After Season 2011 finished, in November 2011, at the annual general meeting (AGM), the AIHL reached consensus and announced Perth Thunder had been successful in obtaining a full league licence and would enter the AIHL proper in 2012.

====Implementation of conference system====
For season 2012, with the addition of a ninth team, the AIHL implemented a conference system for the first time in the league's history. The decision was made to manage team costs and the season schedule length. The league signed a 3-year sponsorship contract with Skaters Network that included the naming rights of the two conferences. The conferences were subsequently named Bauer and Easton after ice hockey brands Bauer Hockey and Easton Hockey, two brands Skaters Network distribute. The conference restructure flowed into Finals format changes. The conference winners would draw the opposing conference's second-place finisher in the semi-finals, rather than the traditional 1v4 and 2v3. Winners of the semi's would advance to the Goodall Cup Final as normal. To further assist with team travel costs, the AIHL signed a one-year partnership agreement with Virgin Australia to become the league's preferred airline partner. The NSW and ACT based teams were grouped together in the Bauer Conference and the VIC, SA, WA and QLD teams were grouped together in the Easton Conference during the 2012 regular season.

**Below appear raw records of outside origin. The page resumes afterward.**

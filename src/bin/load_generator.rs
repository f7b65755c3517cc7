use clap::Parser;
use rand::Rng;
use std::net::SocketAddr;
use std::time::{Duration, Instant};
use topmoves_service::infrastructure::network::{ClientError, FrontDoorClient};
use topmoves_service::shared::protocol::{PieceToken, Status, TopMovesQuery};

// 中局棋盘：右侧留井，左侧有坑
const SAMPLE_BOARD: &str = "00000000000000000000000000000000000000000000000000000000000000000011100000001110000000111100000111110000011110000011111100011101110011101110001111111000111111100111111110011111111001111111101111111110";

/// 并发负载测试
#[derive(Parser, Debug)]
#[command(name = "load_generator")]
#[command(about = "Concurrent load test for the top-moves front door", long_about = None)]
struct Args {
    /// 帧协议前门地址
    #[arg(short, long, default_value = "127.0.0.1:4501")]
    addr: SocketAddr,

    /// 依次测试的并发客户端数量
    #[arg(short, long, value_delimiter = ',', default_value = "1,5,10,20")]
    clients: Vec<usize>,

    /// 每个客户端在同一连接上发送的请求数
    #[arg(short, long, default_value_t = 1)]
    requests: usize,

    /// 搜索深度
    #[arg(long, default_value_t = 3)]
    depth: u32,

    /// 每个候选的playout次数
    #[arg(long, default_value_t = 343)]
    playout_count: u32,
}

/// 单个客户端的结果
#[derive(Default)]
struct ClientStats {
    latencies: Vec<Duration>,
    errors: usize,
}

#[tokio::main]
async fn main() {
    let args = Args::parse();

    println!("启动负载测试...");
    println!("服务器地址: {}", args.addr);
    println!("每客户端请求数: {}", args.requests);

    for &clients in &args.clients {
        run_round(&args, clients).await;
    }
}

async fn run_round(args: &Args, clients: usize) {
    let started = Instant::now();
    let mut handles = Vec::with_capacity(clients);

    for client_id in 0..clients {
        let addr = args.addr;
        let requests = args.requests;
        let depth = args.depth;
        let playout_count = args.playout_count;
        handles.push(tokio::spawn(async move {
            match run_client(addr, requests, depth, playout_count).await {
                Ok(stats) => stats,
                Err(e) => {
                    eprintln!("[客户端 {}] 失败: {}", client_id, e);
                    ClientStats {
                        errors: requests,
                        ..Default::default()
                    }
                }
            }
        }));
    }

    let mut latencies = Vec::new();
    let mut errors = 0;
    for handle in handles {
        match handle.await {
            Ok(stats) => {
                latencies.extend(stats.latencies);
                errors += stats.errors;
            }
            Err(e) => eprintln!("客户端任务异常: {}", e),
        }
    }
    let total = started.elapsed();

    latencies.sort();
    let percentile = |p: f64| -> Duration {
        if latencies.is_empty() {
            return Duration::ZERO;
        }
        let index = ((latencies.len() as f64 * p).ceil() as usize).saturating_sub(1);
        latencies[index.min(latencies.len() - 1)]
    };
    let completed = latencies.len();
    let average = if completed > 0 {
        latencies.iter().sum::<Duration>() / completed as u32
    } else {
        Duration::ZERO
    };

    println!("\n--- {} 个并发客户端 ---", clients);
    println!("总耗时: {:.4} s", total.as_secs_f64());
    println!("成功/失败: {}/{}", completed, errors);
    println!("吞吐量: {:.2} req/s", completed as f64 / total.as_secs_f64());
    println!("平均延迟: {:.2} ms", average.as_secs_f64() * 1000.0);
    println!("p50: {:.2} ms  p99: {:.2} ms  max: {:.2} ms",
        percentile(0.50).as_secs_f64() * 1000.0,
        percentile(0.99).as_secs_f64() * 1000.0,
        percentile(1.0).as_secs_f64() * 1000.0,
    );
    println!("{}", "-".repeat(50));
}

async fn run_client(
    addr: SocketAddr,
    requests: usize,
    depth: u32,
    playout_count: u32,
) -> Result<ClientStats, ClientError> {
    let mut client = FrontDoorClient::connect(addr).await?;
    let mut stats = ClientStats::default();

    for _ in 0..requests {
        let (current, next) = {
            let mut rng = rand::thread_rng();
            (rng.gen_range(0..7u32), rng.gen_range(0..7u32))
        };
        let query = TopMovesQuery {
            board: SAMPLE_BOARD.to_string(),
            current_piece: PieceToken::Index(current),
            next_piece: Some(PieceToken::Index(next)),
            depth: Some(depth),
            playout_count: Some(playout_count),
            ..Default::default()
        };

        let start = Instant::now();
        let response = client.top_moves(query).await?;
        if response.status == Status::Ok {
            stats.latencies.push(start.elapsed());
        } else {
            stats.errors += 1;
            if let Some(error) = response.error {
                eprintln!("请求失败: {:?} {}", error.code, error.message);
            }
        }
    }

    Ok(stats)
}
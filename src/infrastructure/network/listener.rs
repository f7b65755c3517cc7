//! TCP 监听器构造
//!
//! 使用 socket2 在绑定前设置 `SO_REUSEADDR`，保证干净退出后立即重启能够
//! 重新绑定同一端口（TIME_WAIT 中的旧连接不会阻塞）。端口已被占用的
//! 监听套接字仍然会导致绑定失败。

use super::FrontDoorError;
use socket2::{Domain, Protocol, Socket, Type};
use std::net::SocketAddr;
use tokio::net::TcpListener;

/// 默认 listen backlog
pub const DEFAULT_BACKLOG: i32 = 1024;

/// 绑定监听端口；必须在 tokio 运行时内调用
pub fn bind_listener(addr: SocketAddr, backlog: i32) -> Result<TcpListener, FrontDoorError> {
    let bind_err = |source| FrontDoorError::Bind { addr, source };

    let socket = Socket::new(Domain::for_address(addr), Type::STREAM, Some(Protocol::TCP))
        .map_err(bind_err)?;
    socket.set_reuse_address(true).map_err(bind_err)?;
    socket.set_nonblocking(true).map_err(bind_err)?;
    socket.bind(&addr.into()).map_err(bind_err)?;
    socket.listen(backlog).map_err(bind_err)?;

    TcpListener::from_std(socket.into()).map_err(bind_err)
}
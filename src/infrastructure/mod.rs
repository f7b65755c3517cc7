/// Infrastructure Layer - Technical Implementations
///
/// This layer contains the technical implementations that talk to the outside
/// world: sockets, framing, HTTP.
///
/// The infrastructure layer depends on the application and domain layers but
/// neither of them depends on infrastructure (dependency inversion through
/// `MoveSearch`).
///
/// ## Modules
/// - `network`: framed TCP front door (listener, codec, connections, server, client)
/// - `http`: HTTP gateway, health checks and Prometheus metrics endpoint

pub mod http;
pub mod network;

// Re-export key types
pub use http::{HealthChecker, HttpGateway};
pub use network::{FrontDoor, FrontDoorClient, FrontDoorConfig, FrontDoorError};
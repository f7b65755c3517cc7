/// Application Layer - Use Cases and Services
///
/// This layer orchestrates domain logic into the operations the service exposes.
/// It depends on the domain layer but is independent of network details; the
/// search engine is injected through the `MoveSearch` trait.
///
/// ## Modules
/// - `use_cases`: synchronous use case bodies (run on blocking workers)
/// - `services`: async orchestration shared by every front end

pub mod services;
pub mod use_cases;

// Re-export key services
pub use services::{ComputeConfig, ComputeService, ServiceError};
pub use use_cases::TopMovesUseCase;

Newcastle and Melbourne Ice finished top of the two conferences at the end of the 2012 regular season, with Newcastle claiming the Premiership title by a single point in the combined league table. Sydney Ice Dogs and Adelaide were runner's up, all qualifying for Finals. The two top teams won their semi-finals to advance to the grand final decider. Melbourne ice won the grand final 4–3, thanks to Lliam Webster who scored the winning goal, over the Northstars to claim the Goodall Cup for a third straight time, completing the first three-peat in AIHL history.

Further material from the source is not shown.